Targeted misexpression of Cas in all neuroblast lineages reduces Pdm-1 expression. (A) Activation of a UAS.cas transgene by the prospero.GAL4 driver results in Cas misexpression in most, if not all, NB lineages in both the CNS and in the PNS (arrows). Shown is a transverse section through an abdominal segment of a stage 13 prospero.GAL4/UAS.cas transformant embryo immunostained in whole-mount with Cas antibodies (ventral is up). Scale bar equals 25 μm. (C,D) Comparisons of ventral cord fillets from Pdm-1 immunostained wild-type (C) and prospero.GAL4/UAS.cas (D) stage 13 embryos, processed under identical conditions, reveal that ectopic Cas reduces, but does not eliminate, Pdm-1 expression. Shown are the second and third thoracic neuromeres plus abdominal neuromeres 1–5. The focal plane for both C and D passes through the layers containing the highest density of Pdm-1-positive cells.

Figure 9

Both Drf and I-POU require cas for full-expression. (A,B) Confocal views of Cas (red) and Drf (green) simultaneous localizations in whole-mount immunostained stage 13 wild-type (A) and cas⁻ (B) embryos shows: (1) many late developing NB sublineages coexpress Drf and Cas (yellow cells in A); and (2) loss of cas results in reduced numbers of Drf expressing NB sublineages (B). Shown are lateral views with focal planes passing through the right cephalic lobes (dorsal is to the right, anterior is up). Note, Drf expression in the epidermis of cas⁻ embryos is unaltered.
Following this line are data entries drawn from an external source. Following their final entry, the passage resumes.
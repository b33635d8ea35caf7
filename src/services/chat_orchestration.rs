// ABOUTME: Conversation turn orchestration between the store and the model gateway
// ABOUTME: Handles blocking and streaming turns, fallback replies, and auto-titling
//
// SPDX-License-Identifier: MIT OR Apache-2.0
// Copyright (c) 2025 Gutcheck

//! # Chat Orchestration
//!
//! One turn is a fixed pipeline: resolve the conversation, persist the user
//! message, build the model context, invoke the gateway, persist the reply,
//! and (for conversations created this turn) derive a title. The user message
//! is durable before the gateway is touched, and a gateway degradation turns
//! into the fallback reply rather than an error, so every turn ends with
//! exactly one persisted assistant message.
//!
//! Streaming turns run the invoke/persist tail in a spawned producer task
//! that forwards deltas over a bounded channel. A consumer disconnect shows
//! up as a send failure, which aborts the upstream read and persists exactly
//! the deltas the consumer received.

use std::sync::Arc;

use chrono::NaiveDate;
use serde::{Deserialize, Serialize};
use tokio::sync::mpsc;
use tokio_stream::wrappers::ReceiverStream;
use tokio_stream::StreamExt;
use tracing::{debug, info, warn};
use uuid::Uuid;

use crate::context::ServerResources;
use crate::database::entries::render_entries_context;
use crate::database::{ConversationRecord, MessageRecord, UserAiSettings};
use crate::errors::{AppError, AppResult};
use crate::llm::prompts::{with_grounding, DEFAULT_SYSTEM_PROMPT, FALLBACK_REPLY};
use crate::llm::{
    ChatMessage, CompletionOutcome, MessageRole, ModelContext, SamplingParams, StreamOutcome,
};
use crate::models::ThinkingIntensity;

/// How many characters of the first message seed the provisional title
const TITLE_SEED_CHARS: usize = 20;

/// Buffer size of the delta channel between producer and SSE consumer
const STREAM_CHANNEL_CAPACITY: usize = 32;

/// One incoming chat turn
#[derive(Debug, Clone, Deserialize)]
pub struct ChatTurnRequest {
    /// The user's message
    pub message: String,
    /// Existing conversation to continue; a new one is created when absent
    pub conversation_id: Option<String>,
    /// First day of the entry range to ground the model in
    pub grounding_start_date: Option<String>,
    /// Last day of the entry range to ground the model in
    pub grounding_end_date: Option<String>,
    /// System prompt override for a newly created conversation
    pub system_prompt: Option<String>,
    /// Thinking intensity for a newly created conversation
    pub thinking_intensity: Option<ThinkingIntensity>,
}

/// Completed blocking turn
#[derive(Debug, Clone, Serialize)]
pub struct ChatTurnReply {
    /// The persisted assistant message
    pub message: MessageRecord,
    /// Chain-of-thought text, when the endpoint exposed it (not persisted)
    pub reasoning: Option<String>,
}

/// One event on the streaming channel
#[derive(Debug, Clone, Serialize)]
#[serde(untagged)]
pub enum ChatStreamEvent {
    /// An incremental piece of the reply
    Delta {
        delta_content: String,
        delta_reasoning: String,
        done: bool,
    },
    /// Terminal event carrying the persisted message identity
    Done {
        done: bool,
        message_id: String,
        conversation_id: String,
        created_at: String,
    },
}

/// Everything resolved before the gateway is invoked
struct TurnSetup {
    conversation: ConversationRecord,
    created_this_turn: bool,
    settings: UserAiSettings,
    context: ModelContext,
}

/// Orchestrates conversation turns against the store and the gateway
pub struct ChatOrchestrator {
    resources: Arc<ServerResources>,
}

impl ChatOrchestrator {
    /// Create an orchestrator over the shared resources
    #[must_use]
    pub const fn new(resources: Arc<ServerResources>) -> Self {
        Self { resources }
    }

    /// Run one blocking turn, returning the persisted assistant message
    ///
    /// # Errors
    ///
    /// Returns not-found for a foreign or unknown conversation id,
    /// invalid-input for a malformed grounding range, or a database error.
    /// Gateway degradation is not an error.
    pub async fn process_message(
        &self,
        user_id: Uuid,
        request: ChatTurnRequest,
    ) -> AppResult<ChatTurnReply> {
        let setup = self.prepare_turn(user_id, &request).await?;

        let (content, reasoning, degraded) =
            match self.resources.gateway.complete(&setup.context).await {
                CompletionOutcome::Ready(reply) => (reply.content, reply.reasoning, false),
                CompletionOutcome::Unavailable => {
                    info!(conversation_id = %setup.conversation.id, "Gateway unavailable, using fallback reply");
                    (FALLBACK_REPLY.to_owned(), None, true)
                }
            };

        let message = self
            .resources
            .chat
            .add_message(&setup.conversation.id, MessageRole::Assistant, &content)
            .await?;

        if !degraded {
            self.maybe_spawn_title_task(&setup, &request.message, &content);
        }

        Ok(ChatTurnReply { message, reasoning })
    }

    /// Run one streaming turn
    ///
    /// The returned stream yields delta events followed by a terminal done
    /// event. The reply is persisted by the producer task when the upstream
    /// stream ends or the consumer disconnects, whichever comes first.
    ///
    /// # Errors
    ///
    /// Same conditions as [`Self::process_message`]; all of them surface
    /// before the stream starts.
    pub async fn process_message_stream(
        &self,
        user_id: Uuid,
        request: ChatTurnRequest,
    ) -> AppResult<ReceiverStream<ChatStreamEvent>> {
        let setup = self.prepare_turn(user_id, &request).await?;

        let (tx, rx) = mpsc::channel(STREAM_CHANNEL_CAPACITY);
        let resources = Arc::clone(&self.resources);
        let user_message = request.message.clone();

        tokio::spawn(async move {
            if let Err(e) = Self::produce_stream(&resources, setup, &user_message, &tx).await {
                warn!("Streaming turn failed after start: {e}");
            }
        });

        Ok(ReceiverStream::new(rx))
    }

    // ========================================================================
    // Pipeline Steps
    // ========================================================================

    /// Resolve the conversation, persist the user message, build the context
    async fn prepare_turn(&self, user_id: Uuid, request: &ChatTurnRequest) -> AppResult<TurnSetup> {
        let user_key = user_id.to_string();

        let (conversation, created_this_turn) = match &request.conversation_id {
            Some(id) => {
                let conversation = self
                    .resources
                    .chat
                    .get_conversation(id, &user_key)
                    .await?
                    .ok_or_else(|| AppError::not_found("Conversation"))?;
                (conversation, false)
            }
            None => {
                let seed: String = request.message.chars().take(TITLE_SEED_CHARS).collect();
                let conversation = self
                    .resources
                    .chat
                    .create_conversation(
                        &user_key,
                        Some(&seed),
                        request.system_prompt.as_deref(),
                        request.thinking_intensity,
                    )
                    .await?;
                debug!(conversation_id = %conversation.id, "Created conversation");
                (conversation, true)
            }
        };

        // The user message is durable before the gateway is touched
        self.resources
            .chat
            .add_message(&conversation.id, MessageRole::User, &request.message)
            .await?;

        let settings = self.resources.users.get_ai_settings(user_id).await?;

        let mut system_prompt = conversation
            .system_prompt
            .clone()
            .or_else(|| settings.default_system_prompt.clone())
            .unwrap_or_else(|| DEFAULT_SYSTEM_PROMPT.to_owned());

        if let Some((start, end)) = Self::grounding_window(request)? {
            let entries = self.resources.entries.list_entries(user_id, start, end).await?;
            system_prompt = with_grounding(&system_prompt, &render_entries_context(&entries));
        }

        let history = self
            .resources
            .chat
            .get_messages(&conversation.id)
            .await?
            .into_iter()
            .filter_map(|m| {
                MessageRole::parse(&m.role).map(|role| ChatMessage::new(role, m.content))
            })
            .collect();

        let sampling =
            SamplingParams::for_intensity(ThinkingIntensity::parse(&conversation.thinking_intensity));

        let context = ModelContext {
            api_key: settings.api_key.clone(),
            base_url: settings.base_url.clone(),
            model: settings.model.clone(),
            system_prompt,
            history,
            sampling,
        };

        Ok(TurnSetup {
            conversation,
            created_this_turn,
            settings,
            context,
        })
    }

    fn grounding_window(request: &ChatTurnRequest) -> AppResult<Option<(NaiveDate, NaiveDate)>> {
        let (Some(start), Some(end)) = (
            request.grounding_start_date.as_deref(),
            request.grounding_end_date.as_deref(),
        ) else {
            return Ok(None);
        };

        let parse = |field: &str, value: &str| {
            value.parse::<NaiveDate>().map_err(|_| {
                AppError::invalid_input(format!("Invalid {field} '{value}', expected YYYY-MM-DD"))
            })
        };
        Ok(Some((
            parse("grounding_start_date", start)?,
            parse("grounding_end_date", end)?,
        )))
    }

    /// Invoke/persist tail of a streaming turn, run in a spawned task
    async fn produce_stream(
        resources: &Arc<ServerResources>,
        setup: TurnSetup,
        user_message: &str,
        tx: &mpsc::Sender<ChatStreamEvent>,
    ) -> AppResult<()> {
        let mut accumulated = String::new();
        let mut degraded = false;

        match resources.gateway.open_stream(&setup.context).await {
            StreamOutcome::Stream(mut deltas) => {
                while let Some(delta) = deltas.next().await {
                    let event = ChatStreamEvent::Delta {
                        delta_content: delta.content.clone(),
                        delta_reasoning: delta.reasoning,
                        done: false,
                    };
                    if tx.send(event).await.is_err() {
                        // Consumer disconnected; stop reading upstream and
                        // persist only what was actually delivered
                        debug!(conversation_id = %setup.conversation.id, "Stream consumer disconnected");
                        break;
                    }
                    accumulated.push_str(&delta.content);
                }
            }
            StreamOutcome::Unavailable => {
                info!(conversation_id = %setup.conversation.id, "Gateway unavailable, streaming fallback reply");
                degraded = true;
                accumulated.push_str(FALLBACK_REPLY);
                // Best effort; the reply is persisted either way
                let _ = tx
                    .send(ChatStreamEvent::Delta {
                        delta_content: FALLBACK_REPLY.to_owned(),
                        delta_reasoning: String::new(),
                        done: false,
                    })
                    .await;
            }
        }

        let message = resources
            .chat
            .add_message(&setup.conversation.id, MessageRole::Assistant, &accumulated)
            .await?;

        if !degraded {
            Self::spawn_title_task_if_eligible(resources, &setup, user_message, &accumulated);
        }

        let _ = tx
            .send(ChatStreamEvent::Done {
                done: true,
                message_id: message.id,
                conversation_id: message.conversation_id,
                created_at: message.created_at,
            })
            .await;

        Ok(())
    }

    // ========================================================================
    // Title Derivation
    // ========================================================================

    fn maybe_spawn_title_task(&self, setup: &TurnSetup, user_message: &str, reply: &str) {
        Self::spawn_title_task_if_eligible(&self.resources, setup, user_message, reply);
    }

    /// Spawn a best-effort title generation for conversations created this turn
    ///
    /// The seed title stands unless the model produces a better one. Nothing
    /// here can fail the turn; the task owns its errors.
    fn spawn_title_task_if_eligible(
        resources: &Arc<ServerResources>,
        setup: &TurnSetup,
        user_message: &str,
        reply: &str,
    ) {
        if !setup.created_this_turn || !setup.settings.auto_title || !setup.settings.is_configured()
        {
            return;
        }

        let resources = Arc::clone(resources);
        let conversation_id = setup.conversation.id.clone();
        let context = setup.context.clone();
        let user_message = user_message.to_owned();
        let reply = reply.to_owned();

        tokio::spawn(async move {
            let Some(title) = resources
                .gateway
                .generate_title(&user_message, &reply, &context)
                .await
            else {
                debug!(conversation_id, "Title generation produced nothing, keeping seed");
                return;
            };

            match resources.chat.set_title(&conversation_id, &title).await {
                Ok(()) => debug!(conversation_id, title, "Conversation title updated"),
                Err(e) => warn!(conversation_id, "Failed to store generated title: {e}"),
            }
        });
    }
}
Also note, the absence of Cas immunostaining in cas⁻ embryos confirms the specificity of the Cas antisera. (C,D) In situ mRNA localization of I-POU expression in wild-type (C) and cas⁻ (D) embryos show that cas function is necessary for full I-POU expression. Shown are ventral focal plane views of dissected stage 13 ventral cords (third thoracic and first three abdominal segments; anterior, up). Note, I-POU expression in the medial–lateral cluster (arrowhead in C) is significantly diminished in the cas⁻ ventral cord.